Les joueurs au mythique maillot griffé de la fougère argentée sont donc en mission. Sur leurs terres, pas d’alternative pour eux. Le triomphe ou l’opprobre. Mettre fin à un quart de siècle de désillusions ou ne plus sortir de chez eux pendant des mois. Pour le capitaine Richie McCaw et ses coéquipiers, la pression est maximale. Il leur faut rompre la malédiction. Soulever le trophée Webb Ellis pour apaiser ces plaies toujours vives, ces désillusions qui, tous les quatre ans, leur rappellent que le noir dont ils se parent si fièrement est aussi la couleur du deuil…

Grands favoris de la compétition planétaire, les All Blacks savent que leur quête est semée d’embûches. Tapis dans leur immense ombre, leurs adversaires fourbissent méticuleusement leurs armes, brûlants d’une seule pensée : faire choir le maître. Parmi les plus sérieux prétendants au Graal, l’Australie et son maillot à l’or prémonitoire. Depuis un an, les Wallabies emportent tout sur leur passage. Les Français, humiliés 59-16 au Stade de France en novembre dernier, peuvent en témoigner. En remportant, il y a trois semaines, la finale du Tri-Nations face aux All Blacks (25-20), le génial Genia et ses partenaires ont semé le trouble chez leurs rivaux de toujours.

L’Afrique du Sud, tenante du titre, et l’Angleterre, redoutable compétitrice, prétendent, elles aussi, se mêler à la lutte suprême. Si rien dans leurs derniers résultats ne conforte vraiment cette ambition, les sous-estimer serait la pire des fautes.

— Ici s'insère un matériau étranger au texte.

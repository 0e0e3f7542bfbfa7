//! Application settings, read from the environment (and `.env`).

use di::{inject, injectable};
use std::env;
use std::path::PathBuf;
use std::str::FromStr;
use std::sync::Mutex;
use thiserror::Error;

const DEFAULT_OPENAI_BASE_URL: &str = "https://api.openai.com/v1";
const DEFAULT_CHAT_MODEL: &str = "gpt-3.5-turbo-0613";
const DEFAULT_EMBEDDING_MODEL: &str = "text-embedding-ada-002";
const DEFAULT_CORS_ORIGINS: &str = "http://localhost:3000,http://localhost:5173";

/// Settings installed by tests instead of reading the environment.
static TEST_SETTINGS: Mutex<Option<Settings>> = Mutex::new(None);

#[derive(Debug, Error)]
pub enum SettingsError {
    #[error("{0} must be set")]
    Missing(&'static str),

    #[error("{key} has an invalid value: {value}")]
    Invalid { key: &'static str, value: String },
}

#[derive(Debug, Clone)]
pub struct Settings {
    pub database_url: String,
    pub openai_api_key: String,
    pub openai_base_url: String,
    /// Model used for tool selection, sub-question generation and the chat itself.
    pub chat_model: String,
    pub embedding_model: String,
    /// Directory uploaded documents are stored in, keyed by file name.
    pub upload_dir: PathBuf,
    /// Directory the vector index storage is persisted to.
    pub persist_dir: PathBuf,
    /// Chunk size for the node parser, in words.
    pub chunk_size: usize,
    pub chunk_overlap: usize,
    pub bind_address: String,
    pub cors_origins: Vec<String>,
    pub run_migrations: bool,
}

#[injectable]
impl Settings {
    #[inject]
    pub fn create() -> Settings {
        if let Some(settings) = Self::test_settings() {
            return settings;
        }

        Settings::from_env().expect("invalid configuration")
    }
}

impl Settings {
    pub fn from_env() -> Result<Settings, SettingsError> {
        dotenvy::dotenv().ok();

        let database_url =
            env::var("DATABASE_URL").map_err(|_| SettingsError::Missing("DATABASE_URL"))?;

        Ok(Settings {
            database_url,
            openai_api_key: env::var("OPENAI_API_KEY").unwrap_or_default(),
            openai_base_url: var_or("OPENAI_BASE_URL", DEFAULT_OPENAI_BASE_URL),
            chat_model: var_or("CHAT_MODEL", DEFAULT_CHAT_MODEL),
            embedding_model: var_or("EMBEDDING_MODEL", DEFAULT_EMBEDDING_MODEL),
            upload_dir: PathBuf::from(var_or("UPLOAD_DIR", "uploads")),
            persist_dir: PathBuf::from(var_or("PERSIST_DIR", "persist")),
            chunk_size: parse_var("CHUNK_SIZE", 512)?,
            chunk_overlap: parse_var("CHUNK_OVERLAP", 10)?,
            bind_address: var_or("BIND_ADDRESS", "0.0.0.0:3000"),
            cors_origins: var_or("CORS_ORIGINS", DEFAULT_CORS_ORIGINS)
                .split(',')
                .map(str::trim)
                .filter(|origin| !origin.is_empty())
                .map(str::to_owned)
                .collect(),
            run_migrations: parse_var("RUN_MIGRATIONS", true)?,
        })
    }

    /// Settings rooted at the given directories, with defaults for everything else.
    pub fn for_directories(upload_dir: impl Into<PathBuf>, persist_dir: impl Into<PathBuf>) -> Self {
        Settings {
            database_url: "sqlite::memory:".to_owned(),
            openai_api_key: String::new(),
            openai_base_url: DEFAULT_OPENAI_BASE_URL.to_owned(),
            chat_model: DEFAULT_CHAT_MODEL.to_owned(),
            embedding_model: DEFAULT_EMBEDDING_MODEL.to_owned(),
            upload_dir: upload_dir.into(),
            persist_dir: persist_dir.into(),
            chunk_size: 512,
            chunk_overlap: 10,
            bind_address: "127.0.0.1:0".to_owned(),
            cors_origins: Vec::new(),
            run_migrations: false,
        }
    }

    pub fn set_test_settings(settings: Settings) {
        if let Ok(mut slot) = TEST_SETTINGS.lock() {
            *slot = Some(settings);
        }
    }

    pub fn clear_test_settings() {
        if let Ok(mut slot) = TEST_SETTINGS.lock() {
            *slot = None;
        }
    }

    fn test_settings() -> Option<Settings> {
        TEST_SETTINGS.lock().ok().and_then(|slot| slot.clone())
    }
}

fn var_or(key: &str, default: &str) -> String {
    env::var(key).unwrap_or_else(|_| default.to_owned())
}

fn parse_var<T: FromStr>(key: &'static str, default: T) -> Result<T, SettingsError> {
    match env::var(key) {
        Ok(value) => value
            .trim()
            .parse()
            .map_err(|_| SettingsError::Invalid { key, value }),
        Err(_) => Ok(default),
    }
}
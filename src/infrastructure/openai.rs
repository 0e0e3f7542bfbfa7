//! OpenAI-compatible chat-completion and embedding adapters.

use crate::infrastructure::llm::{
    ChatMessage, Completion, CompletionRequest, FunctionCall, LlmError, Role, ToolCall,
    ToolDefinition,
};
use crate::infrastructure::settings::Settings;
use crate::infrastructure::traits::{EmbeddingClient, LlmClient};
use async_trait::async_trait;
use di::{Ref, inject, injectable};
use futures_util::StreamExt;
use log::{debug, warn};
use reqwest::{Client, RequestBuilder, Response};
use serde::{Deserialize, Serialize};
use serde_json::{Value, json};
use std::collections::BTreeMap;
use tokio::sync::mpsc;

#[derive(Debug, Clone)]
pub struct OpenAiConfig {
    pub api_key: String,
    pub base_url: String,
}

impl OpenAiConfig {
    fn from_settings(settings: &Settings) -> Self {
        OpenAiConfig {
            api_key: settings.openai_api_key.clone(),
            base_url: settings.openai_base_url.trim_end_matches('/').to_owned(),
        }
    }

    fn post(&self, client: &Client, path: &str) -> RequestBuilder {
        let request = client
            .post(format!("{}/{}", self.base_url, path))
            .header("Content-Type", "application/json");

        if self.api_key.is_empty() {
            request
        } else {
            request.header("Authorization", format!("Bearer {}", self.api_key))
        }
    }
}

pub struct OpenAiClient {
    config: OpenAiConfig,
    client: Client,
}

#[injectable(LlmClient)]
impl OpenAiClient {
    #[inject]
    pub fn create(settings: Ref<Settings>) -> OpenAiClient {
        OpenAiClient::new(OpenAiConfig::from_settings(&settings))
    }
}

impl OpenAiClient {
    pub fn new(config: OpenAiConfig) -> Self {
        OpenAiClient {
            config,
            client: Client::new(),
        }
    }
}

pub struct OpenAiEmbeddings {
    config: OpenAiConfig,
    client: Client,
    model: String,
}

#[injectable(EmbeddingClient)]
impl OpenAiEmbeddings {
    #[inject]
    pub fn create(settings: Ref<Settings>) -> OpenAiEmbeddings {
        OpenAiEmbeddings {
            config: OpenAiConfig::from_settings(&settings),
            client: Client::new(),
            model: settings.embedding_model.clone(),
        }
    }
}

#[derive(Serialize)]
struct ChatCompletionRequest {
    model: String,
    temperature: f32,
    messages: Vec<WireMessage>,
    #[serde(skip_serializing_if = "Vec::is_empty")]
    tools: Vec<Value>,
    #[serde(skip_serializing_if = "Option::is_none")]
    tool_choice: Option<Value>,
    stream: bool,
}

#[derive(Serialize)]
struct WireMessage {
    role: Role,
    content: Option<String>,
    #[serde(skip_serializing_if = "Vec::is_empty")]
    tool_calls: Vec<WireToolCall>,
    #[serde(skip_serializing_if = "Option::is_none")]
    tool_call_id: Option<String>,
}

#[derive(Serialize, Deserialize)]
struct WireToolCall {
    id: String,
    #[serde(rename = "type", default = "function_type")]
    kind: String,
    function: FunctionCall,
}

fn function_type() -> String {
    "function".to_owned()
}

#[derive(Deserialize)]
struct ChatCompletionResponse {
    choices: Vec<ChatCompletionChoice>,
}

#[derive(Deserialize)]
struct ChatCompletionChoice {
    message: ResponseMessage,
}

#[derive(Deserialize)]
struct ResponseMessage {
    content: Option<String>,
    tool_calls: Option<Vec<WireToolCall>>,
}

#[derive(Deserialize)]
struct StreamResponse {
    choices: Vec<StreamChoice>,
}

#[derive(Deserialize)]
struct StreamChoice {
    delta: StreamDelta,
    finish_reason: Option<String>,
}

#[derive(Deserialize)]
struct StreamDelta {
    content: Option<String>,
    tool_calls: Option<Vec<StreamToolCallDelta>>,
}

#[derive(Deserialize)]
struct StreamToolCallDelta {
    index: usize,
    id: Option<String>,
    function: Option<StreamFunctionDelta>,
}

#[derive(Deserialize)]
struct StreamFunctionDelta {
    name: Option<String>,
    arguments: Option<String>,
}

#[derive(Default)]
struct ToolCallBuffer {
    id: String,
    name: String,
    arguments: String,
}

impl From<&ChatMessage> for WireMessage {
    fn from(message: &ChatMessage) -> Self {
        WireMessage {
            role: message.role,
            content: if message.content.is_empty() && !message.tool_calls.is_empty() {
                None
            } else {
                Some(message.content.clone())
            },
            tool_calls: message
                .tool_calls
                .iter()
                .map(|call| WireToolCall {
                    id: call.id.clone(),
                    kind: function_type(),
                    function: call.function.clone(),
                })
                .collect(),
            tool_call_id: message.tool_call_id.clone(),
        }
    }
}

fn tool_json(tool: &ToolDefinition) -> Value {
    json!({
        "type": "function",
        "function": {
            "name": tool.name,
            "description": tool.description,
            "parameters": tool.parameters,
        }
    })
}

fn build_request(request: &CompletionRequest, stream: bool) -> ChatCompletionRequest {
    ChatCompletionRequest {
        model: request.model.clone(),
        temperature: request.temperature,
        messages: request.messages.iter().map(WireMessage::from).collect(),
        tools: request.tools.iter().map(tool_json).collect(),
        tool_choice: request
            .tool_choice
            .as_ref()
            .map(|name| json!({ "type": "function", "function": { "name": name } })),
        stream,
    }
}

async fn check_status(response: Response) -> Result<Response, LlmError> {
    if response.status().is_success() {
        return Ok(response);
    }

    let status = response.status().as_u16();
    let message = response.text().await.unwrap_or_default();
    Err(LlmError::Api { status, message })
}

/// Collects raw stream bytes and hands out complete lines, so a multi-byte
/// character split across network chunks is decoded whole.
#[derive(Default)]
struct LineBuffer {
    bytes: Vec<u8>,
}

impl LineBuffer {
    fn extend(&mut self, chunk: &[u8]) {
        self.bytes.extend_from_slice(chunk);
    }

    fn next_line(&mut self) -> Option<String> {
        let pos = self.bytes.iter().position(|&b| b == b'\n')?;
        let line: Vec<u8> = self.bytes.drain(..=pos).collect();
        Some(String::from_utf8_lossy(&line).trim().to_owned())
    }
}

/// Applies one streamed chunk, returning `true` once the model signalled completion.
fn apply_stream_chunk(
    data: &str,
    content: &mut String,
    tool_calls: &mut BTreeMap<usize, ToolCallBuffer>,
    pending_deltas: &mut Vec<String>,
) -> bool {
    let parsed: StreamResponse = match serde_json::from_str(data) {
        Ok(parsed) => parsed,
        Err(e) => {
            warn!("skipping malformed stream chunk: {e}");
            return false;
        }
    };

    let Some(choice) = parsed.choices.into_iter().next() else {
        return false;
    };

    if let Some(text) = choice.delta.content {
        if !text.is_empty() {
            content.push_str(&text);
            pending_deltas.push(text);
        }
    }

    for delta in choice.delta.tool_calls.unwrap_or_default() {
        let buffer = tool_calls.entry(delta.index).or_default();
        if let Some(id) = delta.id {
            buffer.id = id;
        }
        if let Some(function) = delta.function {
            if let Some(name) = function.name {
                buffer.name.push_str(&name);
            }
            if let Some(arguments) = function.arguments {
                buffer.arguments.push_str(&arguments);
            }
        }
    }

    choice.finish_reason.is_some()
}

#[async_trait]
impl LlmClient for OpenAiClient {
    async fn complete(&self, request: CompletionRequest) -> Result<Completion, LlmError> {
        let body = build_request(&request, false);
        let response = self
            .config
            .post(&self.client, "chat/completions")
            .json(&body)
            .send()
            .await?;
        let response = check_status(response).await?;

        let data: ChatCompletionResponse = response.json().await?;
        let message = data
            .choices
            .into_iter()
            .next()
            .map(|choice| choice.message)
            .ok_or_else(|| LlmError::Parse("completion contained no choices".to_owned()))?;

        Ok(Completion {
            content: message.content.unwrap_or_default(),
            tool_calls: message
                .tool_calls
                .unwrap_or_default()
                .into_iter()
                .map(|call| ToolCall {
                    id: call.id,
                    function: call.function,
                })
                .collect(),
        })
    }

    async fn stream(
        &self,
        request: CompletionRequest,
        deltas: mpsc::Sender<String>,
    ) -> Result<Completion, LlmError> {
        let body = build_request(&request, true);
        let response = self
            .config
            .post(&self.client, "chat/completions")
            .json(&body)
            .send()
            .await?;
        let response = check_status(response).await?;

        let mut content = String::new();
        let mut tool_calls = BTreeMap::new();
        let mut pending_deltas = Vec::new();
        let mut stream = response.bytes_stream();
        let mut lines = LineBuffer::default();

        'read: while let Some(chunk) = stream.next().await {
            lines.extend(&chunk?);

            while let Some(line) = lines.next_line() {
                let Some(data) = line.strip_prefix("data:").map(str::trim) else {
                    continue;
                };
                if data == "[DONE]" {
                    break 'read;
                }

                let finished =
                    apply_stream_chunk(data, &mut content, &mut tool_calls, &mut pending_deltas);
                for delta in pending_deltas.drain(..) {
                    let _ = deltas.send(delta).await;
                }
                if finished {
                    break 'read;
                }
            }
        }

        debug!(
            "stream finished with {} characters and {} tool calls",
            content.len(),
            tool_calls.len()
        );

        Ok(Completion {
            content,
            tool_calls: tool_calls
                .into_values()
                .map(|call| ToolCall {
                    id: call.id,
                    function: FunctionCall {
                        name: call.name,
                        arguments: call.arguments,
                    },
                })
                .collect(),
        })
    }
}

#[derive(Serialize)]
struct EmbeddingRequest<'a> {
    model: &'a str,
    input: &'a [String],
}

#[derive(Deserialize)]
struct EmbeddingResponse {
    data: Vec<EmbeddingData>,
}

#[derive(Deserialize)]
struct EmbeddingData {
    index: usize,
    embedding: Vec<f32>,
}

#[async_trait]
impl EmbeddingClient for OpenAiEmbeddings {
    async fn embed(&self, texts: &[String]) -> Result<Vec<Vec<f32>>, LlmError> {
        if texts.is_empty() {
            return Ok(Vec::new());
        }

        let body = EmbeddingRequest {
            model: &self.model,
            input: texts,
        };
        let response = self
            .config
            .post(&self.client, "embeddings")
            .json(&body)
            .send()
            .await?;
        let response = check_status(response).await?;

        let mut data: EmbeddingResponse = response.json().await?;
        if data.data.len() != texts.len() {
            return Err(LlmError::Parse(format!(
                "expected {} embeddings, received {}",
                texts.len(),
                data.data.len()
            )));
        }

        data.data.sort_by_key(|item| item.index);
        Ok(data.data.into_iter().map(|item| item.embedding).collect())
    }
}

Et le XV de France ? Vu ses ternes prestations depuis douze mois, il faut avoir la foi pour le placer parmi les postulants au titre. Mais les Bleus sont toujours capables d’un exploit venu d’ailleurs, les All Blacks en ont payé le prix fort en 1999 et en 2007.

La Coupe du monde offre aussi l’occasion, trop rare, de voir évoluer d’autres cultures, d’autres jeux, d’autres joueurs tout aussi acharnés à assouvir leur passion. Les grandes nations du rugby ont la mauvaise habitude de rester entre elles. Celles du Nord ont le Tournoi, les ogres du Sud le Tri-Nations. Et, deux fois par an, leurs routes se croisent. Les autres doivent se contenter des miettes, attendre, le ventre creux, d’être invités tous les quatre ans au banquet.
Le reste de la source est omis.